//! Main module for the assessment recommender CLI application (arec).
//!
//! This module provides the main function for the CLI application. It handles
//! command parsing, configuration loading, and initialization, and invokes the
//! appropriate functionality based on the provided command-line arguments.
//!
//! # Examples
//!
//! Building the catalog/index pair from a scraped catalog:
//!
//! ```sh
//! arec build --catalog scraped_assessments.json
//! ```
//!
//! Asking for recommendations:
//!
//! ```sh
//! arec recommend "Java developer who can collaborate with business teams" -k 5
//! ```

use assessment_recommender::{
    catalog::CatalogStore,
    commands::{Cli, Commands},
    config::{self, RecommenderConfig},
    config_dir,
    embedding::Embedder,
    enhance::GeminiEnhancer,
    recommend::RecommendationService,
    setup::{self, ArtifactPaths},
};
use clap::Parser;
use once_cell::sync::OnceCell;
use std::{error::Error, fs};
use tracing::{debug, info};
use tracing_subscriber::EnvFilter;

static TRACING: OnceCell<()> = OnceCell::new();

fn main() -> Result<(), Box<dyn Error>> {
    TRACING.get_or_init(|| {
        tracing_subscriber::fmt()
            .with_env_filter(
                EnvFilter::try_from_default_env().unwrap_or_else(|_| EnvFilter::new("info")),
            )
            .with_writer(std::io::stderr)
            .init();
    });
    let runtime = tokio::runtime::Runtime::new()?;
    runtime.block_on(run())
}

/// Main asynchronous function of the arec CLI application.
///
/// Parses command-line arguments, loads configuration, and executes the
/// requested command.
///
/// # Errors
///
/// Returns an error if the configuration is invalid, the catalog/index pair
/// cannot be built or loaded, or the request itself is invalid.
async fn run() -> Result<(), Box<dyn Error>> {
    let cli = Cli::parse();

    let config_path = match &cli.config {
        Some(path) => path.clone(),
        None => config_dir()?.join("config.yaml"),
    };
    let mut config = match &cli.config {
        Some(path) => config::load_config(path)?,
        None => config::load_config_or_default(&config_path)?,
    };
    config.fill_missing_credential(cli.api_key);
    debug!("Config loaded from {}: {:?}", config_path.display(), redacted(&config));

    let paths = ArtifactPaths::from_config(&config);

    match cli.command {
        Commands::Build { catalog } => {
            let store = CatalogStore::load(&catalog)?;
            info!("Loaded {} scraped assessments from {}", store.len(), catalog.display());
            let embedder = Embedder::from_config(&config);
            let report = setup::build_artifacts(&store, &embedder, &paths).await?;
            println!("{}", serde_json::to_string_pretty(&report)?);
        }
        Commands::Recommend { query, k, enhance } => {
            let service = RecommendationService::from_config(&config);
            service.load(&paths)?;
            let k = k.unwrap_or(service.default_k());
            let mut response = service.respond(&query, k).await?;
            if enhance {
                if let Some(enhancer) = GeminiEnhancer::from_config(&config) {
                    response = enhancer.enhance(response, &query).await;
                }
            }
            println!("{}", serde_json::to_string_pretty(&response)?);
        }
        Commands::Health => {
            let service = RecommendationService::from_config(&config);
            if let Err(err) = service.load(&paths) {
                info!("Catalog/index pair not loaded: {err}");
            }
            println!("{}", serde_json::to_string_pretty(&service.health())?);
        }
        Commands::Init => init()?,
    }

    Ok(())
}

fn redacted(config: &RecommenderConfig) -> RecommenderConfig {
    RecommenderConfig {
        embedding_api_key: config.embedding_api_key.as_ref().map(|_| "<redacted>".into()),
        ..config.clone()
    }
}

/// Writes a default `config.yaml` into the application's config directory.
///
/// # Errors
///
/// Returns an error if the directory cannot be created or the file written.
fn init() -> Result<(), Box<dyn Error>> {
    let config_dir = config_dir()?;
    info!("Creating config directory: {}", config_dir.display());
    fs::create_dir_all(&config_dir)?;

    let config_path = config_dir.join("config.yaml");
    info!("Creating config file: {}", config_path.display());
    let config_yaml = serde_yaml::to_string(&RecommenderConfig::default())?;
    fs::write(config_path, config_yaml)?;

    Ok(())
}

......

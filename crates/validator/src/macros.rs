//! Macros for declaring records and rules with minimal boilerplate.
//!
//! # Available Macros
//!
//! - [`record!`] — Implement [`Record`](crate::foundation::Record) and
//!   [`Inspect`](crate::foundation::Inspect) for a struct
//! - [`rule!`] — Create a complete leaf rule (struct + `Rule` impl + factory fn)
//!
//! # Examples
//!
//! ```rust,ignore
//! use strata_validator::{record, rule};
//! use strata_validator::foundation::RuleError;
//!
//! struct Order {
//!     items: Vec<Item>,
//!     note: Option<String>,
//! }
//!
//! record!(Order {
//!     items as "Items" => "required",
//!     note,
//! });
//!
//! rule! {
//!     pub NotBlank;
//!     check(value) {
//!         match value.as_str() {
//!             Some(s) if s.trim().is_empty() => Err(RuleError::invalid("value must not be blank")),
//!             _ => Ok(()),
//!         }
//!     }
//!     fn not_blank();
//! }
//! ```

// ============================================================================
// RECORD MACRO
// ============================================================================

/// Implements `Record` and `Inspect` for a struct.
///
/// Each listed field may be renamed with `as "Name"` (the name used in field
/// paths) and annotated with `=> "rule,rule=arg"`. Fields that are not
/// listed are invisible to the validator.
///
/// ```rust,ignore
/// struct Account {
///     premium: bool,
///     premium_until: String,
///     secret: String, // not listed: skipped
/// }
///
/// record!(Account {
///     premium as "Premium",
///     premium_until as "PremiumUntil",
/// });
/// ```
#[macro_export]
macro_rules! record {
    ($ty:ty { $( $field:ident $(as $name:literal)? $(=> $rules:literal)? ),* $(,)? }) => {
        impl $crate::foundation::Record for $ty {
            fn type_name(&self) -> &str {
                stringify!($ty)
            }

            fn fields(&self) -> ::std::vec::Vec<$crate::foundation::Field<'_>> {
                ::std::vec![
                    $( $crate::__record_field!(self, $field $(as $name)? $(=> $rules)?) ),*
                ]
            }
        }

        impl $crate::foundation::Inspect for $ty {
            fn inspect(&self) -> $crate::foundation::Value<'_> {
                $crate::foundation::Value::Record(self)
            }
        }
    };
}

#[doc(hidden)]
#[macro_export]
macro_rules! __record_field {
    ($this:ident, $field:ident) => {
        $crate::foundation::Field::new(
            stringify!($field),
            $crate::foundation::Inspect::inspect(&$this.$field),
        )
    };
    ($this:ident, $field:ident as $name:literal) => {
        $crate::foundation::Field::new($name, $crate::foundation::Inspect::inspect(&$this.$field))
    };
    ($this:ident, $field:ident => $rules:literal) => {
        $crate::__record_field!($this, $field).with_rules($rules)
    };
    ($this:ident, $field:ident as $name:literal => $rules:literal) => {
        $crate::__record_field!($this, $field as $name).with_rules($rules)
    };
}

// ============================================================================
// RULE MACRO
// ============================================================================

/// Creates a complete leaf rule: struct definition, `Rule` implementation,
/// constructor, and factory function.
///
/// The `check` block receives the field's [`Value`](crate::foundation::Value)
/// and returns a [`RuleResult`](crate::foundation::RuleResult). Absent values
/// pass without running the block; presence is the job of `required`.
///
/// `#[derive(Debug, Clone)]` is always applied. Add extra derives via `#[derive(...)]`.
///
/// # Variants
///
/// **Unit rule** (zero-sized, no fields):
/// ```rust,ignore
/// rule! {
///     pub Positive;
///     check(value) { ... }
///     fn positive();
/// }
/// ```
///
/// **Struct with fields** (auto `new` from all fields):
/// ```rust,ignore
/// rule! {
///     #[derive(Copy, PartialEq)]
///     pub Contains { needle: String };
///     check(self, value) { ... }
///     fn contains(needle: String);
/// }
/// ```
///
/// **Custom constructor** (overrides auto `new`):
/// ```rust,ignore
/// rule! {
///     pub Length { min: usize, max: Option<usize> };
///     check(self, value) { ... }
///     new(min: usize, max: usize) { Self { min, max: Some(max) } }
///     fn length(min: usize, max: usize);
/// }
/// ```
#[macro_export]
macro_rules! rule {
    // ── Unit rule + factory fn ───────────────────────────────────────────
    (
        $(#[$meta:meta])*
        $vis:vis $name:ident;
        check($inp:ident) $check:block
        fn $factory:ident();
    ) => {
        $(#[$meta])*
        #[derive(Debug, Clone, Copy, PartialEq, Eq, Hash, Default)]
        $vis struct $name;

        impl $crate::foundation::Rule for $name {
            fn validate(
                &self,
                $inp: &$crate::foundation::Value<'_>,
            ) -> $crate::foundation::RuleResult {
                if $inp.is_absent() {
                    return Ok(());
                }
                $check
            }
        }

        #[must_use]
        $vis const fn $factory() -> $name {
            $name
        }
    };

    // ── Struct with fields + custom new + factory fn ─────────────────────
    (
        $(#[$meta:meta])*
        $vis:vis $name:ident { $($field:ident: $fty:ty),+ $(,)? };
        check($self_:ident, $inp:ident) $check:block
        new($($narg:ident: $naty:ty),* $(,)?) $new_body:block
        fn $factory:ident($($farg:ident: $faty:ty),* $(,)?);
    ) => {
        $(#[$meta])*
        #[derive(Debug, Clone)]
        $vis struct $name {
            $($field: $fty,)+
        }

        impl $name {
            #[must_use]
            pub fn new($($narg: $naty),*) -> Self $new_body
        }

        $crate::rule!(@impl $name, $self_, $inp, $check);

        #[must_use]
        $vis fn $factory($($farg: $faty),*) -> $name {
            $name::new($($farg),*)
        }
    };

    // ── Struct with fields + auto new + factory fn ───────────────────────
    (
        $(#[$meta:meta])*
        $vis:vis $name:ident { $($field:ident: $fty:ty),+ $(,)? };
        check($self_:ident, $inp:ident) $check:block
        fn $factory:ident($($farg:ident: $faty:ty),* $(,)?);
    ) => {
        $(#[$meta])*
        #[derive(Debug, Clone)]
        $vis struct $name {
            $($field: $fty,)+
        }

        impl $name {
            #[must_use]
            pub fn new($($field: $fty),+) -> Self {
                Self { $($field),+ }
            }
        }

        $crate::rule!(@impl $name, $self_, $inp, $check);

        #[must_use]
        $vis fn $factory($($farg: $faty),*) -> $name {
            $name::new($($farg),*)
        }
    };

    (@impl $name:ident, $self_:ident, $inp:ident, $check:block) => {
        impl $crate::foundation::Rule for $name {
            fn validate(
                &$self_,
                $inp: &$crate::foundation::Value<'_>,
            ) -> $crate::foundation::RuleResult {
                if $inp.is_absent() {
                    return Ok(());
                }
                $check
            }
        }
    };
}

......

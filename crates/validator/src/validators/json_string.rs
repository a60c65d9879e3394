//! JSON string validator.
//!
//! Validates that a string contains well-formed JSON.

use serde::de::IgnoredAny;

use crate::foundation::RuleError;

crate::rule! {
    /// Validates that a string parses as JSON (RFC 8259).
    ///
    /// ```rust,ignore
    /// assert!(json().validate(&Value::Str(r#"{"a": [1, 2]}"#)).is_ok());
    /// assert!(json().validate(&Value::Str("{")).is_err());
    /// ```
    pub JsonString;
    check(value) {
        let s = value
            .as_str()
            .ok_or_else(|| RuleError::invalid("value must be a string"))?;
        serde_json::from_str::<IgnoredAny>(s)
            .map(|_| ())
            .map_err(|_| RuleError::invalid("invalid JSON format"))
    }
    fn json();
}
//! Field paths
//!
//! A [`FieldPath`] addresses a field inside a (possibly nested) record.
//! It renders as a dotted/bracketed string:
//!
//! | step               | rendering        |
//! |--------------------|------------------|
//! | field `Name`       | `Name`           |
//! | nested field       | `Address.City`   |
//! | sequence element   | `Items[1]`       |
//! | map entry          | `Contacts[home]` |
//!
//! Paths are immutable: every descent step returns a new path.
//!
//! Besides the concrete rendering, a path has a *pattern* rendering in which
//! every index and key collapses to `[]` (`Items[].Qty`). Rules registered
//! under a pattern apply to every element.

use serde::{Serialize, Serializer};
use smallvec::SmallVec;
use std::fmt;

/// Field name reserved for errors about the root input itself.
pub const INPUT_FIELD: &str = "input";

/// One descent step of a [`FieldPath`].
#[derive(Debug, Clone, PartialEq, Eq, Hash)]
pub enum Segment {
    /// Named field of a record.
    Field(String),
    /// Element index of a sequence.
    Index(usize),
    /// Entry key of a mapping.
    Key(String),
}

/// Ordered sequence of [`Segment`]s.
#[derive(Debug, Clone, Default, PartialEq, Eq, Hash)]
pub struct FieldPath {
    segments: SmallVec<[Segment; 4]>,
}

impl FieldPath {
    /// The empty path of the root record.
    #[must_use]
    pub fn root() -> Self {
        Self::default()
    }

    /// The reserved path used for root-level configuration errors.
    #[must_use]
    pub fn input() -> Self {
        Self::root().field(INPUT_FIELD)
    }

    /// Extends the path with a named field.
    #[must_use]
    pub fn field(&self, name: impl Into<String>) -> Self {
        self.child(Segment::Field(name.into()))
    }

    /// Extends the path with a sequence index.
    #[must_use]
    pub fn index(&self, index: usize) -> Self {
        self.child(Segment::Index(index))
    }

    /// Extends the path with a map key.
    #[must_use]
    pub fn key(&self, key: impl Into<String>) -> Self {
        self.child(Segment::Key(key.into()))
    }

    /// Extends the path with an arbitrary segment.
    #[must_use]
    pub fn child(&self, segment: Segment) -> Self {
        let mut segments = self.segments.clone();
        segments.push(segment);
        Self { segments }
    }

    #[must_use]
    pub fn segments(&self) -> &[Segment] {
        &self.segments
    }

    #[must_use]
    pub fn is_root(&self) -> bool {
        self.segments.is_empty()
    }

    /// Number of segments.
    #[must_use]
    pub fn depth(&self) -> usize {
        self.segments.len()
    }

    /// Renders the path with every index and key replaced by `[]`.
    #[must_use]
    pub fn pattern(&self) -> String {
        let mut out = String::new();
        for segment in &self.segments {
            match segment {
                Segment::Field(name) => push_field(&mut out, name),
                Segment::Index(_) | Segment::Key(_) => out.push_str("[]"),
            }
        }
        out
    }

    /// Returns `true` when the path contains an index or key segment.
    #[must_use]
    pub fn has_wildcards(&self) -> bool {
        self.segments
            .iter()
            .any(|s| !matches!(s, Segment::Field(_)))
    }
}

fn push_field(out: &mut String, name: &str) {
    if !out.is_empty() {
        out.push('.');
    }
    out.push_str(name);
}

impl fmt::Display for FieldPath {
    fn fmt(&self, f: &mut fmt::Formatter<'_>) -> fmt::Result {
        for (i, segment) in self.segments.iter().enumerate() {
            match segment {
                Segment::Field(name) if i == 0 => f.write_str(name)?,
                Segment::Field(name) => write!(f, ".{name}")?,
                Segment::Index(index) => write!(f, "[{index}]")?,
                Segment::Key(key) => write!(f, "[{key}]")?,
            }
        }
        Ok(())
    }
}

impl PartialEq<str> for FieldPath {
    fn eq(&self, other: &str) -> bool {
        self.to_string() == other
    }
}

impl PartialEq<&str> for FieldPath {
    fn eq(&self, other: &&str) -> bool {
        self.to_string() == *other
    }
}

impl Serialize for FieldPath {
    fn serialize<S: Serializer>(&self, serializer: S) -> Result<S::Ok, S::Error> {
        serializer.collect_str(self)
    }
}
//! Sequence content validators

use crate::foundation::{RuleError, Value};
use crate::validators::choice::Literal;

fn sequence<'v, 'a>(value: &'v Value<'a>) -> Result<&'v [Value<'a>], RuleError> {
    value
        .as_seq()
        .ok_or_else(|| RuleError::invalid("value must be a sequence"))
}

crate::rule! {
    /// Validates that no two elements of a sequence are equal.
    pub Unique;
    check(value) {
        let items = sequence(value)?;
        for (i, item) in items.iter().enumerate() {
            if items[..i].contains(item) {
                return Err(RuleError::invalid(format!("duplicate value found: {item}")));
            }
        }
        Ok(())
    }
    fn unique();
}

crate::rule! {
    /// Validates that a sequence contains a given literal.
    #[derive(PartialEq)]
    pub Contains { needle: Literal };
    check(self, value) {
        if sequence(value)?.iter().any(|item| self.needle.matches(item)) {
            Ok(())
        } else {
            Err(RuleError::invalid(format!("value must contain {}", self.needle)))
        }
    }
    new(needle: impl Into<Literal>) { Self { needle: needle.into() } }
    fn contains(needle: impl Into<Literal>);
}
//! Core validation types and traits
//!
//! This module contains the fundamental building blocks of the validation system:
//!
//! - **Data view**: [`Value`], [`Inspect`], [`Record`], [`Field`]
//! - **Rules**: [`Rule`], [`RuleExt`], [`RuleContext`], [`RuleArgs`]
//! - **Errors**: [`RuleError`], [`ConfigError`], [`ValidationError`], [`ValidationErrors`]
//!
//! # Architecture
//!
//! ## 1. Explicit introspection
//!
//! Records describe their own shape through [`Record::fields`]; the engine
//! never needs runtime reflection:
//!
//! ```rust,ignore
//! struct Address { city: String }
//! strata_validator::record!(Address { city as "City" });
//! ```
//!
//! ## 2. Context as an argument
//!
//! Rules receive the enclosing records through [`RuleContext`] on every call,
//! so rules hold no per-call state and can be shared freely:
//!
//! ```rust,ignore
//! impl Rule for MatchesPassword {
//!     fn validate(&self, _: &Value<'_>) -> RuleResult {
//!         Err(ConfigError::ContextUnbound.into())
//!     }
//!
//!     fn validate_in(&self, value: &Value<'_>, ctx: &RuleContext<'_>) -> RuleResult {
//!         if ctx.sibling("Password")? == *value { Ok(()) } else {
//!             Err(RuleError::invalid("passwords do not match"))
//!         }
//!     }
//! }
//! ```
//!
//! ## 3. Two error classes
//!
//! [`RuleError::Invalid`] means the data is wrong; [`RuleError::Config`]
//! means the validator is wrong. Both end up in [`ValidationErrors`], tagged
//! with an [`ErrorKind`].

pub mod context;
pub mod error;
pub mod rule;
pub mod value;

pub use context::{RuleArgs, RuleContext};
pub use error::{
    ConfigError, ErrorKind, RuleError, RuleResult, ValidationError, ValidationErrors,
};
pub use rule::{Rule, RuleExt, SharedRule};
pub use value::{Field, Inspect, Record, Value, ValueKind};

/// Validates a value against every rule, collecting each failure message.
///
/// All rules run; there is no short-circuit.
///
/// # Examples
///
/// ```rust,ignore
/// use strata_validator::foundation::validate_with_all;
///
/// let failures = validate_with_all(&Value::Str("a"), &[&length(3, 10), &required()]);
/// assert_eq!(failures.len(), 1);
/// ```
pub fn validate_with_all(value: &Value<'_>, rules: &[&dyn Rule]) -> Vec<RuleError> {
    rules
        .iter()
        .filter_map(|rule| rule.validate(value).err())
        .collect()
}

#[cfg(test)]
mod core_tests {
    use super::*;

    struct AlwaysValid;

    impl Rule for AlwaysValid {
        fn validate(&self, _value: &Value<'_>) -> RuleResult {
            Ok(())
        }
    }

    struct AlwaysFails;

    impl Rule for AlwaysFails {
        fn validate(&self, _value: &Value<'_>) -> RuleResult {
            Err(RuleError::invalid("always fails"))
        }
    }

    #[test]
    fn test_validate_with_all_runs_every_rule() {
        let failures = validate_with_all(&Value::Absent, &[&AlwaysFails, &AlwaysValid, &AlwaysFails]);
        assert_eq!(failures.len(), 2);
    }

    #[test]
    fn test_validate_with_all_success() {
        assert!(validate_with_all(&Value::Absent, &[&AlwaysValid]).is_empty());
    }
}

......

» **Task to complete**
Scan the listing above for the line that has "CLI application (arec).", then copy exactly from that line through the line that has "static TRACING: OnceCell<()>".

» **Answer space**
//! Main module for the assessment recommender CLI application (arec).
//!
//! This module provides the main function for the CLI application. It handles
//! command parsing, configuration loading, and initialization, and invokes the
//! appropriate functionality based on the provided command-line arguments.
//!
//! # Examples
//!
//! Building the catalog/index pair from a scraped catalog:
//!
//! ```sh
//! arec build --catalog scraped_assessments.json
//! ```
//!
//! Asking for recommendations:
//!
//! ```sh
//! arec recommend "Java developer who can collaborate with business teams" -k 5
//! ```

use assessment_recommender::{
    catalog::CatalogStore,
    commands::{Cli, Commands},
    config::{self, RecommenderConfig},
    config_dir,
    embedding::Embedder,
    enhance::GeminiEnhancer,
    recommend::RecommendationService,
    setup::{self, ArtifactPaths},
};
use clap::Parser;
use once_cell::sync::OnceCell;
use std::{error::Error, fs};
use tracing::{debug, info};
use tracing_subscriber::EnvFilter;

static TRACING: OnceCell<()> = OnceCell::new();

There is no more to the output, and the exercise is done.